* Task details
Copy exactly the lines from the start of the data below through the one that carries "const HEADING_SIZE_PT: f32 = 12.0;", and only those.

Collected data entries:
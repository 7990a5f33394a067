//! Paginated-stream backend (PDF via `printpdf`).
//!
//! Two stages: `paginate` turns the block stream into positioned lines on A4
//! pages (pure, deterministic, unit-tested), then `write_pdf` emits them with
//! the Helvetica base fonts.
//!
//! Styling: section headings are bold, uppercase and underlined at 12pt; entry
//! lines are bold 10pt; body text is 9pt; bullets sit 15pt in from the margin.

use std::io::BufWriter;

use printpdf::{BuiltinFont, Line, Mm, PdfDocument, Point};

use crate::document::SectionId;
use crate::errors::AppError;
use crate::render::blocks::{Block, SectionBlocks};
use crate::render::font_metrics::{get_metrics, PdfFont};

const PAGE_WIDTH_PT: f32 = 595.28;
const PAGE_HEIGHT_PT: f32 = 841.89;
const MARGIN_Y_PT: f32 = 50.0;
const MARGIN_X_PT: f32 = 55.0;
const CONTENT_WIDTH_PT: f32 = PAGE_WIDTH_PT - 2.0 * MARGIN_X_PT;

const HEADING_SIZE_PT: f32 = 12.0;
const LABEL_SIZE_PT: f32 = 10.0;
const BODY_SIZE_PT: f32 = 9.0;
const LINE_HEIGHT: f32 = 1.3;

const BULLET_INDENT_PT: f32 = 15.0;
const BULLET_PREFIX: &str = "• ";
const SPACE_BEFORE_HEADING_PT: f32 = 8.0;
const SPACE_AFTER_HEADING_PT: f32 = 3.0;
const SPACE_BEFORE_ENTRY_PT: f32 = 3.0;
const UNDERLINE_OFFSET_PT: f32 = 1.8;

const PT_TO_MM: f32 = 0.352_778;

// ────────────────────────────────────────────────────────────────────────────
// Layout model
// ────────────────────────────────────────────────────────────────────────────

/// One line of text at a fixed position. Coordinates are points from the
/// bottom-left corner, as PDF expects.
#[derive(Debug, Clone, PartialEq)]
pub struct PlacedLine {
    pub text: String,
    pub font: PdfFont,
    pub size_pt: f32,
    pub x_pt: f32,
    pub baseline_pt: f32,
    pub underline: bool,
    /// Set on section heading lines only.
    pub section: Option<SectionId>,
}

#[derive(Debug, Clone, Default, PartialEq)]
pub struct PdfPage {
    pub lines: Vec<PlacedLine>,
}

/// A line waiting for placement, with the vertical gap it wants above it.
struct PendingLine {
    text: String,
    font: PdfFont,
    size_pt: f32,
    x_pt: f32,
    space_before_pt: f32,
    underline: bool,
    section: Option<SectionId>,
    /// Heading lines must not be the last line on a page.
    keep_with_next: bool,
}

// ────────────────────────────────────────────────────────────────────────────
// Pagination
// ────────────────────────────────────────────────────────────────────────────

/// Lays out the section stream on as many pages as needed. Always returns at
/// least one page.
pub fn paginate(sections: &[SectionBlocks]) -> Vec<PdfPage> {
    let pending = flow_lines(sections);

    let mut pages = vec![PdfPage::default()];
    // Distance from the top edge to the top of the next line.
    let mut cursor = MARGIN_Y_PT;
    let bottom_limit = PAGE_HEIGHT_PT - MARGIN_Y_PT;

    for (i, line) in pending.iter().enumerate() {
        let at_page_top = pages.last().map_or(true, |p| p.lines.is_empty());
        let gap = if at_page_top { 0.0 } else { line.space_before_pt };
        let height = line.size_pt * LINE_HEIGHT;

        let mut needed = gap + height;
        if line.keep_with_next {
            if let Some(next) = pending.get(i + 1) {
                needed += next.space_before_pt + next.size_pt * LINE_HEIGHT;
            }
        }

        let mut top = cursor + gap;
        if !at_page_top && cursor + needed > bottom_limit {
            pages.push(PdfPage::default());
            top = MARGIN_Y_PT;
        }

        let baseline_from_top = top + line.size_pt;
        if let Some(page) = pages.last_mut() {
            page.lines.push(PlacedLine {
                text: line.text.clone(),
                font: line.font,
                size_pt: line.size_pt,
                x_pt: line.x_pt,
                baseline_pt: PAGE_HEIGHT_PT - baseline_from_top,
                underline: line.underline,
                section: line.section,
            });
        }
        cursor = top + height;
    }

    pages
}

/// Converts blocks into wrapped, styled lines in reading order.
fn flow_lines(sections: &[SectionBlocks]) -> Vec<PendingLine> {
    let mut out = Vec::new();

    for section in sections {
        let mut heading_idx = None;
        for block in &section.blocks {
            match block {
                Block::Heading(text) => {
                    heading_idx = Some(out.len());
                    out.push(PendingLine {
                    text: text.to_uppercase(),
                    font: PdfFont::HelveticaBold,
                    size_pt: HEADING_SIZE_PT,
                    x_pt: MARGIN_X_PT,
                    space_before_pt: SPACE_BEFORE_HEADING_PT,
                    underline: true,
                    section: Some(section.section),
                    keep_with_next: true,
                    })
                }
                Block::KeyValueLine(text) => push_wrapped(
                    &mut out,
                    text,
                    PdfFont::HelveticaBold,
                    LABEL_SIZE_PT,
                    MARGIN_X_PT,
                    SPACE_BEFORE_ENTRY_PT,
                ),
                Block::Paragraph(text) => {
                    push_wrapped(&mut out, text, PdfFont::Helvetica, BODY_SIZE_PT, MARGIN_X_PT, 0.0)
                }
                Block::BulletList(items) => {
                    for item in items {
                        push_bullet(&mut out, item);
                    }
                }
            }
        }
        // The first line under a heading sits close to it.
        if let Some(next) = heading_idx.and_then(|idx| out.get_mut(idx + 1)) {
            next.space_before_pt = SPACE_AFTER_HEADING_PT;
        }
    }
    out
}

fn push_wrapped(
    out: &mut Vec<PendingLine>,
    text: &str,
    font: PdfFont,
    size_pt: f32,
    x_pt: f32,
    space_before_pt: f32,
) {
    let width = CONTENT_WIDTH_PT - (x_pt - MARGIN_X_PT);
    for (i, line) in get_metrics(font).wrap(text, size_pt, width).into_iter().enumerate() {
        out.push(PendingLine {
            text: line,
            font,
            size_pt,
            x_pt,
            space_before_pt: if i == 0 { space_before_pt } else { 0.0 },
            underline: false,
            section: None,
            keep_with_next: false,
        });
    }
}

/// `• text` at the bullet indent; continuation lines hang under the text.
fn push_bullet(out: &mut Vec<PendingLine>, item: &str) {
    let metrics = get_metrics(PdfFont::Helvetica);
    let prefix_pt = metrics.measure_str(BULLET_PREFIX) * BODY_SIZE_PT;
    let text_x = MARGIN_X_PT + BULLET_INDENT_PT + prefix_pt;
    let width = CONTENT_WIDTH_PT - BULLET_INDENT_PT - prefix_pt;

    for (i, line) in metrics.wrap(item, BODY_SIZE_PT, width).into_iter().enumerate() {
        let (text, x_pt) = if i == 0 {
            (format!("{BULLET_PREFIX}{line}"), MARGIN_X_PT + BULLET_INDENT_PT)
        } else {
            (line, text_x)
        };
        out.push(PendingLine {
            text,
            font: PdfFont::Helvetica,
            size_pt: BODY_SIZE_PT,
            x_pt,
            space_before_pt: 0.0,
            underline: false,
            section: None,
            keep_with_next: false,
        });
    }
}

// ────────────────────────────────────────────────────────────────────────────
// Emission
// ────────────────────────────────────────────────────────────────────────────

fn mm(pt: f32) -> Mm {
    Mm(pt * PT_TO_MM)
}

/// Writes the laid-out pages as a PDF document.
pub fn write_pdf(pages: &[PdfPage], title: &str) -> Result<Vec<u8>, AppError> {
    let page_w = mm(PAGE_WIDTH_PT);
    let page_h = mm(PAGE_HEIGHT_PT);
    let (doc, first_page, first_layer) = PdfDocument::new(title, page_w, page_h, "Layer 1");

    let regular = doc
        .add_builtin_font(BuiltinFont::Helvetica)
        .map_err(|e| AppError::Internal(anyhow::anyhow!("PDF font error: {e}")))?;
    let bold = doc
        .add_builtin_font(BuiltinFont::HelveticaBold)
        .map_err(|e| AppError::Internal(anyhow::anyhow!("PDF font error: {e}")))?;

    for (i, page) in pages.iter().enumerate() {
        let (page_idx, layer_idx) = if i == 0 {
            (first_page, first_layer)
        } else {
            doc.add_page(page_w, page_h, format!("Layer {}", i + 1))
        };
        let layer = doc.get_page(page_idx).get_layer(layer_idx);

        for line in &page.lines {
            let font = match line.font {
                PdfFont::Helvetica => &regular,
                PdfFont::HelveticaBold => &bold,
            };
            layer.use_text(
                line.text.as_str(),
                line.size_pt,
                mm(line.x_pt),
                mm(line.baseline_pt),
                font,
            );

            if line.underline {
                let width_pt = get_metrics(line.font).measure_str(&line.text) * line.size_pt;
                let y = mm(line.baseline_pt - UNDERLINE_OFFSET_PT);
                layer.set_outline_thickness(0.6);
                layer.add_line(Line {
                    points: vec![
                        (Point::new(mm(line.x_pt), y), false),
                        (Point::new(mm(line.x_pt + width_pt), y), false),
                    ],
                    is_closed: false,
                });
            }
        }
    }

    let mut buf = BufWriter::new(Vec::new());
    doc.save(&mut buf)
        .map_err(|e| AppError::Internal(anyhow::anyhow!("PDF save error: {e}")))?;
    buf.into_inner()
        .map_err(|e| AppError::Internal(anyhow::anyhow!("PDF buffer error: {e}")))
}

* Expected output
repository 7990a5f33394a067
//! Paginated-stream backend (PDF via `printpdf`).
//!
//! Two stages: `paginate` turns the block stream into positioned lines on A4
//! pages (pure, deterministic, unit-tested), then `write_pdf` emits them with
//! the Helvetica base fonts.
//!
//! Styling: section headings are bold, uppercase and underlined at 12pt; entry
//! lines are bold 10pt; body text is 9pt; bullets sit 15pt in from the margin.

use std::io::BufWriter;

use printpdf::{BuiltinFont, Line, Mm, PdfDocument, Point};

use crate::document::SectionId;
use crate::errors::AppError;
use crate::render::blocks::{Block, SectionBlocks};
use crate::render::font_metrics::{get_metrics, PdfFont};

const PAGE_WIDTH_PT: f32 = 595.28;
const PAGE_HEIGHT_PT: f32 = 841.89;
const MARGIN_Y_PT: f32 = 50.0;
const MARGIN_X_PT: f32 = 55.0;
const CONTENT_WIDTH_PT: f32 = PAGE_WIDTH_PT - 2.0 * MARGIN_X_PT;

const HEADING_SIZE_PT: f32 = 12.0;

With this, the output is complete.